Exercise goal |
Restate, word for word, the lines from the opening line of the data through the line containing "never produces one.", both included, and nothing else.

Given data |
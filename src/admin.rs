//! Admin console state: users, forms and the permission matrix
//!
//! Pure data and validation. Requests are built by the app layer from the
//! values these checks hand back, so an invalid form never produces one.

use crate::constants::{MIN_PASSWORD_LEN, MIN_USERNAME_LEN};
use crate::error::ValidationError;
use crate::models::{AdminUser, GrantablePlug, NewUser, Role, UserPermissions};

/// Check a create-user form. The username is trimmed, the password is not.
pub fn validate_new_user(username: &str, password: &str, role: Role) -> Result<NewUser, ValidationError> {
    let username = username.trim();
    if username.is_empty() || password.is_empty() {
        return Err(ValidationError::MissingCredentials);
    }
    if username.chars().count() < MIN_USERNAME_LEN {
        return Err(ValidationError::UsernameTooShort);
    }
    if password.chars().count() < MIN_PASSWORD_LEN {
        return Err(ValidationError::PasswordTooShort);
    }
    Ok(NewUser {
        username: username.to_string(),
        password: password.to_string(),
        role,
    })
}

pub fn validate_password_reset(new_password: &str, confirm: &str) -> Result<String, ValidationError> {
    if new_password.is_empty() {
        return Err(ValidationError::MissingPassword);
    }
    if new_password.chars().count() < MIN_PASSWORD_LEN {
        return Err(ValidationError::PasswordTooShort);
    }
    if new_password != confirm {
        return Err(ValidationError::PasswordMismatch);
    }
    Ok(new_password.to_string())
}

pub fn check_deletable(target: &str, identity: &str) -> Result<(), ValidationError> {
    if !identity.trim().is_empty() && target.trim() == identity.trim() {
        return Err(ValidationError::SelfDeletion);
    }
    Ok(())
}

/// Plugs to grant and to revoke to move `current` to `selected`
pub fn permission_diff(current: &[String], selected: &[String]) -> (Vec<String>, Vec<String>) {
    let to_grant = selected
        .iter()
        .filter(|p| !current.contains(p))
        .cloned()
        .collect();
    let to_revoke = current
        .iter()
        .filter(|p| !selected.contains(p))
        .cloned()
        .collect();
    (to_grant, to_revoke)
}

/// Users x grantable plugs. Admins can reach every plug and are listed
/// separately instead of getting a row.
#[derive(Clone, Debug, Default, PartialEq)]
pub struct PermissionMatrix {
    pub rows: Vec<UserPermissions>,
    pub admins: Vec<String>,
    pub plugs: Vec<GrantablePlug>,
}

impl PermissionMatrix {
    pub fn new(users: Vec<UserPermissions>, plugs: Vec<GrantablePlug>) -> Self {
        let (admins, rows): (Vec<_>, Vec<_>) = users.into_iter().partition(|u| u.role == Role::Admin);
        PermissionMatrix {
            rows,
            admins: admins.into_iter().map(|u| u.username).collect(),
            plugs,
        }
    }

    pub fn is_checked(&self, user_id: i64, plug: &str) -> bool {
        self.rows
            .iter()
            .find(|u| u.id == user_id)
            .map(|u| u.allowed_plugs.iter().any(|p| p == plug))
            .unwrap_or(false)
    }

    pub fn set(&mut self, user_id: i64, plug: &str, checked: bool) {
        if let Some(user) = self.rows.iter_mut().find(|u| u.id == user_id) {
            let has = user.allowed_plugs.iter().any(|p| p == plug);
            if checked && !has {
                user.allowed_plugs.push(plug.to_string());
            } else if !checked && has {
                user.allowed_plugs.retain(|p| p != plug);
            }
        }
    }

    pub fn allowed_for(&self, user_id: i64) -> Vec<String> {
        self.rows
            .iter()
            .find(|u| u.id == user_id)
            .map(|u| u.allowed_plugs.clone())
            .unwrap_or_default()
    }
}

#[derive(Clone, Copy, Debug, PartialEq, Eq)]
pub enum AdminPanel {
    Users,
    Permissions,
}

#[derive(Clone, Copy, Debug, PartialEq, Eq)]
pub enum CreateUserField {
    Username,
    Password,
    Role,
}

#[derive(Clone, Debug, PartialEq)]
pub struct CreateUserForm {
    pub username: String,
    pub password: String,
    pub role: Role,
    pub field: CreateUserField,
}

impl Default for CreateUserForm {
    fn default() -> Self {
        CreateUserForm {
            username: String::new(),
            password: String::new(),
            role: Role::User,
            field: CreateUserField::Username,
        }
    }
}

#[derive(Clone, Copy, Debug, PartialEq, Eq)]
pub enum ResetField {
    NewPassword,
    Confirm,
}

#[derive(Clone, Debug, PartialEq)]
pub struct ResetPasswordForm {
    pub user_id: i64,
    pub username: String,
    pub new_password: String,
    pub confirm: String,
    pub field: ResetField,
}

/// Checkbox list for one user's plugs
#[derive(Clone, Debug, PartialEq)]
pub struct PermissionEditor {
    pub user_id: i64,
    pub username: String,
    pub entries: Vec<(String, bool)>,
    pub cursor: usize,
}

impl PermissionEditor {
    pub fn new(user_id: i64, username: String, plugs: &[GrantablePlug], allowed: &[String]) -> Self {
        let entries = plugs
            .iter()
            .map(|p| (p.name.clone(), allowed.contains(&p.name)))
            .collect();
        PermissionEditor {
            user_id,
            username,
            entries,
            cursor: 0,
        }
    }

    pub fn toggle_current(&mut self) {
        if let Some(entry) = self.entries.get_mut(self.cursor) {
            entry.1 = !entry.1;
        }
    }

    pub fn selected(&self) -> Vec<String> {
        self.entries
            .iter()
            .filter(|(_, checked)| *checked)
            .map(|(name, _)| name.clone())
            .collect()
    }
}

#[derive(Clone, Debug, PartialEq)]
pub enum AdminPopup {
    CreateUser(CreateUserForm),
    ResetPassword(ResetPasswordForm),
    ConfirmDelete { user_id: i64, username: String },
    EditPermissions(PermissionEditor),
}

#[derive(Clone, Debug)]
pub struct AdminState {
    pub users: Vec<AdminUser>,
    pub users_loaded: bool,
    pub matrix: PermissionMatrix,
    pub matrix_loaded: bool,
    pub panel: AdminPanel,
    pub selected_user: usize,
    pub matrix_row: usize,
    pub matrix_col: usize,
    pub popup: Option<AdminPopup>,
}

impl Default for AdminState {
    fn default() -> Self {
        AdminState {
            users: Vec::new(),
            users_loaded: false,
            matrix: PermissionMatrix::default(),
            matrix_loaded: false,
            panel: AdminPanel::Users,
            selected_user: 0,
            matrix_row: 0,
            matrix_col: 0,
            popup: None,
        }
    }
}

impl AdminState {
    pub fn set_users(&mut self, users: Vec<AdminUser>) {
        self.users = users;
        self.users_loaded = true;
        if self.selected_user >= self.users.len() {
            self.selected_user = self.users.len().saturating_sub(1);
        }
    }

    pub fn set_matrix(&mut self, matrix: PermissionMatrix) {
        self.matrix = matrix;
        self.matrix_loaded = true;
        self.matrix_row = self.matrix_row.min(self.matrix.rows.len().saturating_sub(1));
        self.matrix_col = self.matrix_col.min(self.matrix.plugs.len().saturating_sub(1));
    }

    pub fn selected(&self) -> Option<&AdminUser> {
        self.users.get(self.selected_user)
    }

    /// (user id, plug name) under the matrix cursor
    pub fn matrix_cell(&self) -> Option<(i64, String)> {
        let user = self.matrix.rows.get(self.matrix_row)?;
        let plug = self.matrix.plugs.get(self.matrix_col)?;
        Some((user.id, plug.name.clone()))
    }

    pub fn switch_panel(&mut self) {
        self.panel = match self.panel {
            AdminPanel::Users => AdminPanel::Permissions,
            AdminPanel::Permissions => AdminPanel::Users,
        };
    }

    pub fn move_up(&mut self) {
        match &mut self.popup {
            Some(AdminPopup::EditPermissions(editor)) => {
                editor.cursor = editor.cursor.saturating_sub(1);
            }
            Some(_) => {}
            None => match self.panel {
                AdminPanel::Users => self.selected_user = self.selected_user.saturating_sub(1),
                AdminPanel::Permissions => self.matrix_row = self.matrix_row.saturating_sub(1),
            },
        }
    }

    pub fn move_down(&mut self) {
        match &mut self.popup {
            Some(AdminPopup::EditPermissions(editor)) => {
                if editor.cursor + 1 < editor.entries.len() {
                    editor.cursor += 1;
                }
            }
            Some(_) => {}
            None => match self.panel {
                AdminPanel::Users => {
                    if self.selected_user + 1 < self.users.len() {
                        self.selected_user += 1;
                    }
                }
                AdminPanel::Permissions => {
                    if self.matrix_row + 1 < self.matrix.rows.len() {
                        self.matrix_row += 1;
                    }
                }
            },
        }
    }

    pub fn move_left(&mut self) {
        if self.popup.is_none() && self.panel == AdminPanel::Permissions {
            self.matrix_col = self.matrix_col.saturating_sub(1);
        }
    }

    pub fn move_right(&mut self) {
        if self.popup.is_none()
            && self.panel == AdminPanel::Permissions
            && self.matrix_col + 1 < self.matrix.plugs.len()
        {
            self.matrix_col += 1;
        }
    }

    /// Text fields of the open popup
    pub fn input_char(&mut self, c: char) {
        match &mut self.popup {
            Some(AdminPopup::CreateUser(form)) => match form.field {
                CreateUserField::Username => form.username.push(c),
                CreateUserField::Password => form.password.push(c),
                CreateUserField::Role => {
                    if c == ' ' {
                        form.role = form.role.toggle();
                    }
                }
            },
            Some(AdminPopup::ResetPassword(form)) => match form.field {
                ResetField::NewPassword => form.new_password.push(c),
                ResetField::Confirm => form.confirm.push(c),
            },
            Some(AdminPopup::EditPermissions(editor)) => {
                if c == ' ' {
                    editor.toggle_current();
                }
            }
            _ => {}
        }
    }

    pub fn backspace(&mut self) {
        match &mut self.popup {
            Some(AdminPopup::CreateUser(form)) => match form.field {
                CreateUserField::Username => {
                    form.username.pop();
                }
                CreateUserField::Password => {
                    form.password.pop();
                }
                CreateUserField::Role => {}
            },
            Some(AdminPopup::ResetPassword(form)) => match form.field {
                ResetField::NewPassword => {
                    form.new_password.pop();
                }
                ResetField::Confirm => {
                    form.confirm.pop();
                }
            },
            _ => {}
        }
    }

    pub fn next_field(&mut self) {
        match &mut self.popup {
            Some(AdminPopup::CreateUser(form)) => {
                form.field = match form.field {
                    CreateUserField::Username => CreateUserField::Password,
                    CreateUserField::Password => CreateUserField::Role,
                    CreateUserField::Role => CreateUserField::Username,
                };
            }
            Some(AdminPopup::ResetPassword(form)) => {
                form.field = match form.field {
                    ResetField::NewPassword => ResetField::Confirm,
                    ResetField::Confirm => ResetField::NewPassword,
                };
            }
            _ => {}
        }
    }
}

Answer for this exercise |
filename src/admin.rs
//! Admin console state: users, forms and the permission matrix
//!
//! Pure data and validation. Requests are built by the app layer from the
//! values these checks hand back, so an invalid form never produces one.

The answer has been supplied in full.